The only thing I know about Monday is that my cash is staying safe in my savings account.


----------



## Four Pillars (Apr 5, 2009)

I think the market reaction to the downgrade will be minimal. Which will be unfortunate, because I'd love another large drop, so I can make some more purchases.

I predict the S&P500 will end up flat on the day.


----------



## fatcat (Nov 11, 2009)

> Some individual institutions like pension funds from other countries may choose to dump Treasuries, but all the central banks and specifically Japan and China said they would hold on for the time being, and they expressed disappointment that it came to this. I wouldn't be surprised if people bought more US Treasuries, interest rates aren't going to go up until there is a legitimate replacement and people mostly abandon the thought of preserving wealth in US debt. Like last week, I expect what happens in Europe is far more important on the inflows to the bond market and outflows from stocks/commodities.


 i wouldn't be surprised to see treasuries do fine at the expense of the equties which could tank (or maybe all the cash will move off the sidelines and bargain hunt)

the question is: where can you put your money ?

the banks are now charging to hold cash so even that won't work ...


----------



## Argonaut (Dec 7, 2010)

+1 Slaughterhouse.


----------



## Jungle (Feb 17, 2010)

The big money must have been tipped off with this downgrade. Like really this comes out 2 days after markets crash...hmmmmm


----------



## HaroldCrump (Jun 10, 2009)

^ yes, of course, that is a natural assumption.

The only stock market open during the weekend was the Saudi one and it crashed > 5% this morning (our time).
Starting from around 8:30 pm tomorrow we will start seeing the effect (if any) on the far east markets.


----------



## liquidfinance (Jan 28, 2011)

I think on Monday the markets will look like the have had a tornado rip through them.

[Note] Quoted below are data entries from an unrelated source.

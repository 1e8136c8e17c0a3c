//! Create-flow form state.

use chrono::{DateTime, Utc};

use cleanops_pricing::{price, Price, PricedFields, PropertyType};

use crate::details::ClientDetails;
use crate::edit::{OrderEdit, Repriced};
use crate::order::{NewServiceOrder, ServiceOrder, ServiceOrderId};

/// A new order being filled in. The displayed cost is repriced after every
/// priced edit, starting from the base fee of an empty form.
#[derive(Debug, Clone, PartialEq, Eq)]
pub struct OrderDraft {
    details: ClientDetails,
    property_type: Option<PropertyType>,
    fields: PricedFields,
    cost: Price,
}

impl Default for OrderDraft {
    fn default() -> Self {
        Self::new()
    }
}

impl OrderDraft {
    pub fn new() -> Self {
        let fields = PricedFields::default();
        Self {
            details: ClientDetails::default(),
            property_type: None,
            cost: price(&fields),
            fields,
        }
    }

    pub fn edit(&mut self, edit: OrderEdit) -> Repriced {
        let previous = self.cost;
        edit.apply_to(&mut self.property_type, &mut self.fields);
        self.cost = price(&self.fields);
        Repriced {
            previous,
            current: self.cost,
        }
    }

    pub fn details_mut(&mut self) -> &mut ClientDetails {
        &mut self.details
    }

    pub fn details(&self) -> &ClientDetails {
        &self.details
    }

    pub fn fields(&self) -> &PricedFields {
        &self.fields
    }

    pub fn property_type(&self) -> Option<PropertyType> {
        self.property_type
    }

    pub fn cost(&self) -> Price {
        self.cost
    }

    pub fn into_new_order(self) -> NewServiceOrder {
        NewServiceOrder {
            details: self.details,
            property_type: self.property_type,
            fields: self.fields,
        }
    }

    /// Turn the draft into an order and clear the form for the next client.
    pub fn submit(&mut self, id: ServiceOrderId, now: DateTime<Utc>) -> ServiceOrder {
        let draft = std::mem::take(self);
        ServiceOrder::create(id, draft.into_new_order(), now)
    }

    pub fn reset(&mut self) {
        *self = Self::new();
    }
}

#[cfg(test)]
mod tests {
    use super::*;
    use cleanops_core::RecordId;
    use cleanops_pricing::{AddOnService, CleaningType};

    #[test]
    fn empty_form_shows_the_base_fee() {
        assert_eq!(OrderDraft::new().cost(), Price::new(50));
    }

    #[test]
    fn every_edit_updates_the_shown_cost() {
        let mut draft = OrderDraft::new();
        draft.edit(OrderEdit::CleaningType(Some(CleaningType::Standard)));
        assert_eq!(draft.cost(), Price::new(200));
        draft.edit(OrderEdit::Service {
            service: AddOnService::InsideFridge,
            selected: true,
        });
        assert_eq!(draft.cost(), Price::new(240));
        let repriced = draft.edit(OrderEdit::Service {
            service: AddOnService::InsideFridge,
            selected: false,
        });
        assert_eq!(repriced.previous, Price::new(240));
        assert_eq!(draft.cost(), Price::new(200));
    }

    #[test]
    fn submit_hands_over_the_same_cost_and_clears_the_form() {
        let mut draft = OrderDraft::new();
        draft.details_mut().name = "Ines Roy".into();
        draft.edit(OrderEdit::Balconies(2));
        let shown = draft.cost();

        let order = draft.submit(ServiceOrderId::new(RecordId::new()), Utc::now());

        assert_eq!(order.cost(), shown);
        assert_eq!(order.details().name, "Ines Roy");
        assert_eq!(draft, OrderDraft::new());
    }

    #[test]
    fn reset_returns_to_the_base_fee() {
        let mut draft = OrderDraft::new();
        draft.edit(OrderEdit::LaundryLoads(3));
        draft.reset();
        assert_eq!(draft.cost(), Price::new(50));
    }
}
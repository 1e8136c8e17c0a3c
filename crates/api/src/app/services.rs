use std::sync::Arc;

use cleanops_infra::{InMemoryRecordStore, ServiceOrderBook, WorkerRoster};
use cleanops_orders::{ServiceOrderDocument, ServiceOrderId};
use cleanops_workforce::{WorkerDocument, WorkerId};

pub type OrderStore = Arc<InMemoryRecordStore<ServiceOrderId, ServiceOrderDocument>>;
pub type WorkerStore = Arc<InMemoryRecordStore<WorkerId, WorkerDocument>>;

/// Services shared by every handler.
///
/// The order book and the roster share the worker store so assignments can
/// be checked against the roster.
pub struct AppServices {
    pub orders: ServiceOrderBook<OrderStore, WorkerStore>,
    pub workers: WorkerRoster<WorkerStore>,
}

pub fn build_services() -> AppServices {
    let orders: OrderStore = Arc::new(InMemoryRecordStore::new());
    let workers: WorkerStore = Arc::new(InMemoryRecordStore::new());

    AppServices {
        orders: ServiceOrderBook::new(orders, workers.clone()),
        workers: WorkerRoster::new(workers),
    }
}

There is no good news coming from anywhere and now the downgrade.


----------



## jamesbe (May 8, 2010)

So buy on Tuesday?


----------



## Belguy (May 24, 2010)

No cash!!!


----------



## Abha (Jun 26, 2011)

http://www.theglobeandmail.com/glob...downgrade-fingers-point-at-sp/article2121898/

I find this too funny. In any case, I re-affirm my stance that the downgrade is a non-event. 

Here's an article stating Warren Buffet's stance for those of you panicking right now. 

http://www.bloomberg.com/news/2011-...aken-still-doesn-t-see-another-recession.html


----------



## KaeJS (Sep 28, 2010)

Jungle said:


> Slaughter house.





Argonaut said:


> +1 Slaughterhouse.


Slaughterhouse.

And lets hope so. I've got 250 TZA and 200 CGL that I'm holding.


----------



## Argonaut (Dec 7, 2010)

That was a crazy bet with TZA. You certainly out-swashbuckled me. You should praise the ground that S&P walks on because they probably saved your portfolio. If I were you I would cash out when the time is right on Monday. You never know what could leak out of the Fed meeting. Gold is a hold though. After that, bearish bets are probably still pretty good for a while. Just use put options instead, you're almost giving me a sympathy heart attack with those x3 ETFs.


----------



## KaeJS (Sep 28, 2010)

Argonaut said:


> That was a crazy bet with TZA. You certainly out-swashbuckled me. You should praise the ground that S&P walks on because they probably saved your portfolio. If I were you I would cash out when the time is right on Monday. You never know what could leak out of the Fed meeting. Gold is a hold though. After that, bearish bets are probably still pretty good for a while. Just use put options instead, you're almost giving me a sympathy heart attack with those x3 ETFs.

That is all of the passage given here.